On the other hand, our computers will run just fine on reduced voltage,
within reason.  So now we have primarily HVAC applications which are
unforgiving of undervoltages, but the stuff that really matters is mostly
tolerant.  With increasing solar power generation, the HVAC applications
which would be power starved is the H rather than the AC part of HVAC.  So,
we compensate by having propane powered home heating.

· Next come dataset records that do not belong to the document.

//! CLI command definitions.

use clap::{Args, Parser, Subcommand, ValueEnum};

/// Lautrec - per-platform campaign content and image generation from a single brief
#[derive(Parser, Debug)]
#[command(name = "lautrec")]
#[command(about = "Per-platform campaign content and image generation from a single brief", long_about = None)]
#[command(version)]
pub struct Cli {
    /// Command to execute
    #[command(subcommand)]
    pub command: Commands,

    /// Enable verbose logging
    #[arg(short, long, global = true)]
    pub verbose: bool,
}

/// Available commands
#[derive(Subcommand, Debug)]
pub enum Commands {
    /// Generate a campaign across the requested platforms
    Run(RunArgs),

    /// List the platform registry with its constraints
    Platforms,

    /// Estimate campaign cost from resource counts
    Estimate(EstimateArgs),

    /// Probe the generation services and output directory
    Health,
}

/// Arguments for campaign generation
#[derive(Args, Debug)]
pub struct RunArgs {
    /// The campaign brief: what to promote
    pub brief: String,

    /// Comma-separated destination platforms
    #[arg(long, value_delimiter = ',', required = true)]
    pub platforms: Vec<String>,

    /// Voice of the generated copy
    #[arg(long, default_value = "professional")]
    pub style: String,

    /// Hashtag selection strategy
    #[arg(long, default_value = "industry-specific")]
    pub hashtag_strategy: String,

    /// Audience the copy should address
    #[arg(long)]
    pub audience: Option<String>,

    /// Generate a platform-dimensioned image per platform
    #[arg(long)]
    pub images: bool,

    /// Visual treatment for generated images
    #[arg(long)]
    pub image_style: Option<String>,

    /// Skip the call to action
    #[arg(long)]
    pub no_cta: bool,

    /// Output format
    #[arg(long, default_value = "human")]
    pub format: OutputFormat,
}

/// Arguments for cost estimation
#[derive(Args, Debug)]
pub struct EstimateArgs {
    /// Number of 1K resolution images
    #[arg(long, default_value_t = 0)]
    pub images_1k: i64,

    /// Number of 2K resolution images
    #[arg(long, default_value_t = 0)]
    pub images_2k: i64,

    /// Total seconds of video
    #[arg(long, default_value_t = 0)]
    pub video_seconds: i64,

    /// Number of content pieces
    #[arg(long, default_value_t = 0)]
    pub content_pieces: i64,

    /// Image model to price against
    #[arg(long, default_value = "imagen-3.0")]
    pub image_model: String,

    /// Video model to price against
    #[arg(long, default_value = "veo3")]
    pub video_model: String,
}

/// Output format options
#[derive(ValueEnum, Clone, Debug)]
pub enum OutputFormat {
    /// Human-readable format
    Human,
    /// JSON format
    Json,
}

We can do some long distance power transmission.  The California desert has
lots of sunshine in the winter, at least during the day, and plenty of wind
in the winter time.  The land out there is practically free, once you get
past the lawsuits by the environmentalists, and there are few proles out
there who would suffer from having to look at the ugly things or suffer from
the noise.  Desert tortoises could scarcely give a damn about the wind
turbines, and I can easily imagine they would really like a lot of nice
shady solar panels under which to take refuge on a blazing summer day.  It
is easy enough to imagine vast swaths of desert blanketed by both wind and
solar, and Los Angeles is close enough to receive that power somewhat
efficiently.

The basic idea of BillK's cited article is that we can afford a lot of
inefficiency given solar and wind power in sufficient quantities, which is a
notion I have been playing with for years.  Remote solar power is
inefficient, but perhaps it is OK.  We still have the night problem, but if
we become temporary undervoltage tolerant, we can deal.